PSA-Eigner bei Fusion mit Fiat Chrysler im Nachteil

Für FCA-Aktionär Exor trüben sich Perspektiven ein

bl/wü Mailand/Paris – Die Perspektiven für den Fiat-Chrysler-Großaktionär Exor trüben sich ein. Dabei hat die Beteiligungsholding der Familien Agnelli/Elkann 2019 den Nettogewinn auf 3,05 (i.V. 1,35) Mrd.
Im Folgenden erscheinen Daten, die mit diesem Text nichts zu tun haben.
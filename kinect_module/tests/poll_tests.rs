use api::LegacyExpressions as E;
use kinect_module::poll::tick;
use kinect_module::{
    BlendshapeSet, BlendshapeSink, FaceState, PollLoop, RetryPolicy, ShapeWriteMode,
    SharedChannel, SharedTrackingData,
};
use std::sync::{Arc, Mutex};
use std::thread;
use std::time::{Duration, Instant};

fn unique_name(tag: &str) -> String {
    format!("kinect_poll_{}_{}", std::process::id(), tag)
}

fn connect(name: &str) -> SharedChannel {
    let mut channel = SharedChannel::new(name);
    channel.open_existing(&RetryPolicy::default()).unwrap();
    channel
}

/// Records every published set.
#[derive(Clone, Default)]
struct RecordingSink(Arc<Mutex<Vec<BlendshapeSet>>>);

impl RecordingSink {
    fn count(&self) -> usize {
        self.0.lock().unwrap().len()
    }

    fn last(&self) -> Option<BlendshapeSet> {
        self.0.lock().unwrap().last().cloned()
    }
}

impl BlendshapeSink for RecordingSink {
    fn publish(&mut self, set: &BlendshapeSet) {
        self.0.lock().unwrap().push(set.clone());
    }
}

fn wait_for(mut cond: impl FnMut() -> bool) -> bool {
    let deadline = Instant::now() + Duration::from_secs(2);
    while Instant::now() < deadline {
        if cond() {
            return true;
        }
        thread::sleep(Duration::from_millis(5));
    }
    cond()
}

#[test]
fn test_tick_is_noop_when_disconnected() {
    let channel = SharedChannel::new(unique_name("disconnected"));
    let mut sink = RecordingSink::default();
    let mut last = None;

    tick(&channel, &mut sink, &mut last);

    assert_eq!(sink.count(), 0);
    assert!(last.is_none());
}

#[test]
fn test_tick_publishes_mapped_state() {
    let name = unique_name("single_tick");
    let mut producer = SharedChannel::create(name.clone()).unwrap();
    let state = FaceState {
        jaw_lower: 0.7,
        ..Default::default()
    };
    producer.write(&state).unwrap();

    let channel = connect(&name);
    let mut sink = RecordingSink::default();
    let mut last = None;
    tick(&channel, &mut sink, &mut last);

    assert_eq!(last, Some(state));
    assert_eq!(sink.last().unwrap().get(E::JawOpen), Some(0.7));
}

#[test]
fn test_loop_tracks_producer_and_stops() {
    let _ = env_logger::builder().is_test(true).try_init();

    let name = unique_name("loop");
    let mut producer = SharedChannel::create(name.clone()).unwrap();
    let shared = SharedTrackingData::new(ShapeWriteMode::Reset);

    let mut poll = PollLoop::spawn(connect(&name), shared.clone(), Duration::from_millis(5)).unwrap();
    assert!(poll.is_running());

    producer
        .write(&FaceState {
            brow_raiser: 0.5,
            jaw_lower: 0.6,
            ..Default::default()
        })
        .unwrap();
    assert!(wait_for(|| shared.snapshot().weight(E::JawOpen) == 0.6));
    assert_eq!(shared.snapshot().weight(E::EyeWidenCombined), 0.5);

    let token = poll.token();
    let written_back = poll.stop();
    assert!(token.is_cancelled());
    assert!(!poll.is_running());
    assert_eq!(written_back.map(|s| s.jaw_lower), Some(0.6));

    // Second stop is harmless
    assert!(poll.stop().is_none());
}

#[test]
fn test_shutdown_writes_back_last_known_state() {
    let name = unique_name("write_back");
    let mut producer = SharedChannel::create(name.clone()).unwrap();
    let state = FaceState {
        lip_raiser: -0.4,
        lip_corner_depressor: 0.3,
        ..Default::default()
    };
    producer.write(&state).unwrap();

    let sink = RecordingSink::default();
    let mut poll = PollLoop::spawn(connect(&name), sink.clone(), Duration::from_millis(5)).unwrap();
    assert!(wait_for(|| sink.count() > 0));

    let last = poll.stop().unwrap();
    assert_eq!(last, state);
    assert_eq!(producer.read().unwrap(), state);
}

#[test]
fn test_cancel_token_ends_loop_within_a_tick() {
    let name = unique_name("cancel");
    let _producer = SharedChannel::create(name.clone()).unwrap();
    let sink = RecordingSink::default();
    let mut poll = PollLoop::spawn(connect(&name), sink.clone(), Duration::from_millis(20)).unwrap();
    assert!(wait_for(|| sink.count() > 0));

    poll.token().cancel();
    assert!(wait_for(|| !poll.is_running()));
    let published = sink.count();
    thread::sleep(Duration::from_millis(60));
    assert_eq!(sink.count(), published);

    poll.stop();
}

#[test]
fn test_carry_over_sink_keeps_previous_branch() {
    let name = unique_name("carry_over");
    let mut producer = SharedChannel::create(name.clone()).unwrap();
    let shared = SharedTrackingData::new(ShapeWriteMode::CarryOver);
    let mut poll = PollLoop::spawn(connect(&name), shared.clone(), Duration::from_millis(5)).unwrap();

    producer
        .write(&FaceState {
            lip_raiser: 0.5,
            ..Default::default()
        })
        .unwrap();
    assert!(wait_for(|| shared.snapshot().weight(E::MouthUpperLeft) == 0.5));

    producer
        .write(&FaceState {
            lip_raiser: -0.25,
            ..Default::default()
        })
        .unwrap();
    assert!(wait_for(|| shared.snapshot().weight(E::MouthLowerLeft) == 0.25));
    assert_eq!(shared.snapshot().weight(E::MouthUpperLeft), 0.5);

    poll.stop();
}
Euro gesteigert und will eine unveränderte Dividende von 0,43 Euro pro Anteilschein zahlen.Doch Beobachter hegen Zweifel, ob die geplante Fusion von Fiat Chrysler (FCA) mit Opel-Mutter PSA wie vorgesehen stattfinden kann. Die für Exor sehr vorteilhaften Bedingungen müssten neu verhandelt werden, wird spekuliert, obwohl PSA-Chef Carlos Tavares solche Diskussionen zurückgewiesen hat und beide Partner der Ansicht sind, das Projekt ergebe mehr denn je Sinn.Was FCA und PSA angeht, ist relativ klar, dass die Realisierung des Zusammenschlusses bis Ende dieses Jahres unrealistisch ist. Die Hauptversammlungen, die dem Vorhaben formal zustimmen müssen, dürften vermutlich verschoben werden. Problematisch könnte die im Zusammenhang mit der Fusion geplante Sonderausschüttung von 5,5 Mrd. Euro in bar an die FCA-Eigner werden, während umgekehrt die PSA-Anteilseigner 46 % der Aktien am hauseigenen Zulieferer Faurecia erhalten sollen. Doch der Faurecia-Aktienkurs hat seit Anfang des Jahres fast 50 % seines Wertes verloren.Zudem fordert die französische Regierung von Unternehmen mit staatlicher Beteiligung, wegen der Coronavirus-Krise auf die Zahlung von Dividenden zu verzichten. Firmen, die jetzt von staatlichen Hilfen profitieren, sollen durch ein Gesetz daran gehindert werden, Dividenden zu zahlen.Für Exor droht womöglich auch von anderer Seite Ungemach. Der Verkauf des Rückversicherers Partner Re für 9 Mrd. Dollar in bar an den französischen Versicherer Covéa könnte angesichts der Marktentwicklung in Frage stehen. Von Exor ist dazu bisher nur zu hören, dass keine Neuverhandlungen geplant sind. Ein Sprecher von Covéa erklärte, man halte an dem Projekt fest.